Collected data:

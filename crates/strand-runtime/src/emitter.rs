//! Outbound notifications.
//!
//! Fire-and-forget side channel for observers (UI, logging). Never required
//! for correctness: a dropped notification changes nothing about persisted
//! state.

use serde::Serialize;
use strand_core::{StopReason, TokenUsage};
use tokio::sync::mpsc;

/// A named notification emitted by the engine.
#[derive(Clone, Debug, PartialEq, Serialize)]
#[serde(tag = "type", rename_all = "snake_case")]
pub enum Notification {
    /// A turn finished without tool follow-up.
    TurnComplete {
        /// Session the turn belongs to.
        session_id: String,
        /// Turn number.
        turn: u64,
        /// Final stop reason.
        stop_reason: StopReason,
    },
    /// A turn was interrupted.
    TurnInterrupted {
        /// Session the turn belongs to.
        session_id: String,
        /// Turn number.
        turn: u64,
    },
    /// A whole run settled.
    AgentComplete {
        /// Session the run belongs to.
        session_id: String,
        /// Whether the run succeeded.
        success: bool,
        /// Usage accumulated across the run.
        usage: TokenUsage,
    },
    /// Persisting an event failed outside the critical path.
    PersistenceError {
        /// Session the write belonged to.
        session_id: String,
        /// Failure description.
        error: String,
    },
    /// A subagent settled.
    SubagentSettled {
        /// Parent session.
        session_id: String,
        /// Child session.
        child_session_id: String,
        /// Whether the child succeeded.
        success: bool,
    },
    /// A hook handler was invoked.
    HookTriggered {
        /// Session the lifecycle point belongs to.
        session_id: String,
        /// Handler name.
        hook: String,
        /// Lifecycle point name.
        point: String,
    },
    /// A hook handler settled. Fail-open: errors, panics, and timeouts all
    /// still produce this notification.
    HookCompleted {
        /// Session the lifecycle point belongs to.
        session_id: String,
        /// Handler name.
        hook: String,
        /// Whether the handler blocked the action.
        blocked: bool,
    },
}

impl Notification {
    /// Notification name, matching the serde tag.
    #[must_use]
    pub fn name(&self) -> &'static str {
        match self {
            Self::TurnComplete { .. } => "turn_complete",
            Self::TurnInterrupted { .. } => "turn_interrupted",
            Self::AgentComplete { .. } => "agent_complete",
            Self::PersistenceError { .. } => "persistence_error",
            Self::SubagentSettled { .. } => "subagent_settled",
            Self::HookTriggered { .. } => "hook_triggered",
            Self::HookCompleted { .. } => "hook_completed",
        }
    }
}

/// Outbound notification port.
pub trait EventEmitter: Send + Sync {
    /// Deliver one notification. Must not block or fail.
    fn emit(&self, notification: Notification);
}

/// Emitter that discards everything.
#[derive(Clone, Copy, Debug, Default)]
pub struct NullEmitter;

impl EventEmitter for NullEmitter {
    fn emit(&self, _notification: Notification) {}
}

/// Emitter backed by an unbounded channel; observers consume the receiver.
#[derive(Clone, Debug)]
pub struct ChannelEmitter {
    tx: mpsc::UnboundedSender<Notification>,
}

impl ChannelEmitter {
    /// Create an emitter and the receiver observers read from.
    #[must_use]
    pub fn channel() -> (Self, mpsc::UnboundedReceiver<Notification>) {
        let (tx, rx) = mpsc::unbounded_channel();
        (Self { tx }, rx)
    }
}

impl EventEmitter for ChannelEmitter {
    fn emit(&self, notification: Notification) {
        // Receiver gone means nobody is observing; nothing to do.
        let _ = self.tx.send(notification);
    }
}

# Exercise details:
Reproduce each record exactly as written above.

# Answer:
filename crates/strand-runtime/src/emitter.rs
//! Outbound notifications.
//!
//! Fire-and-forget side channel for observers (UI, logging). Never required
//! for correctness: a dropped notification changes nothing about persisted
//! state.

use serde::Serialize;
use strand_core::{StopReason, TokenUsage};
use tokio::sync::mpsc;

/// A named notification emitted by the engine.
#[derive(Clone, Debug, PartialEq, Serialize)]
#[serde(tag = "type", rename_all = "snake_case")]
pub enum Notification {
    /// A turn finished without tool follow-up.
    TurnComplete {
        /// Session the turn belongs to.
        session_id: String,
        /// Turn number.
        turn: u64,
        /// Final stop reason.
        stop_reason: StopReason,
    },
    /// A turn was interrupted.
    TurnInterrupted {
        /// Session the turn belongs to.
        session_id: String,
        /// Turn number.
        turn: u64,
    },
    /// A whole run settled.
    AgentComplete {
        /// Session the run belongs to.
        session_id: String,
        /// Whether the run succeeded.
        success: bool,
        /// Usage accumulated across the run.
        usage: TokenUsage,
    },
    /// Persisting an event failed outside the critical path.
    PersistenceError {
        /// Session the write belonged to.
        session_id: String,
        /// Failure description.
        error: String,
    },
    /// A subagent settled.
    SubagentSettled {
        /// Parent session.
        session_id: String,
        /// Child session.
        child_session_id: String,
        /// Whether the child succeeded.
        success: bool,
    },
    /// A hook handler was invoked.
    HookTriggered {
        /// Session the lifecycle point belongs to.
        session_id: String,
        /// Handler name.
        hook: String,
        /// Lifecycle point name.
        point: String,
    },
    /// A hook handler settled. Fail-open: errors, panics, and timeouts all
    /// still produce this notification.
    HookCompleted {
        /// Session the lifecycle point belongs to.
        session_id: String,
        /// Handler name.
        hook: String,
        /// Whether the handler blocked the action.
        blocked: bool,
    },
}

impl Notification {
    /// Notification name, matching the serde tag.
    #[must_use]
    pub fn name(&self) -> &'static str {
        match self {
            Self::TurnComplete { .. } => "turn_complete",
            Self::TurnInterrupted { .. } => "turn_interrupted",
            Self::AgentComplete { .. } => "agent_complete",
            Self::PersistenceError { .. } => "persistence_error",
            Self::SubagentSettled { .. } => "subagent_settled",
            Self::HookTriggered { .. } => "hook_triggered",
            Self::HookCompleted { .. } => "hook_completed",
        }
    }
}

/// Outbound notification port.
pub trait EventEmitter: Send + Sync {
    /// Deliver one notification. Must not block or fail.
    fn emit(&self, notification: Notification);
}

/// Emitter that discards everything.
#[derive(Clone, Copy, Debug, Default)]
pub struct NullEmitter;

impl EventEmitter for NullEmitter {
    fn emit(&self, _notification: Notification) {}
}

/// Emitter backed by an unbounded channel; observers consume the receiver.
#[derive(Clone, Debug)]
pub struct ChannelEmitter {
    tx: mpsc::UnboundedSender<Notification>,
}

impl ChannelEmitter {
    /// Create an emitter and the receiver observers read from.
    #[must_use]
    pub fn channel() -> (Self, mpsc::UnboundedReceiver<Notification>) {
        let (tx, rx) = mpsc::unbounded_channel();
        (Self { tx }, rx)
    }
}

impl EventEmitter for ChannelEmitter {
    fn emit(&self, notification: Notification) {
        // Receiver gone means nobody is observing; nothing to do.
        let _ = self.tx.send(notification);
    }
}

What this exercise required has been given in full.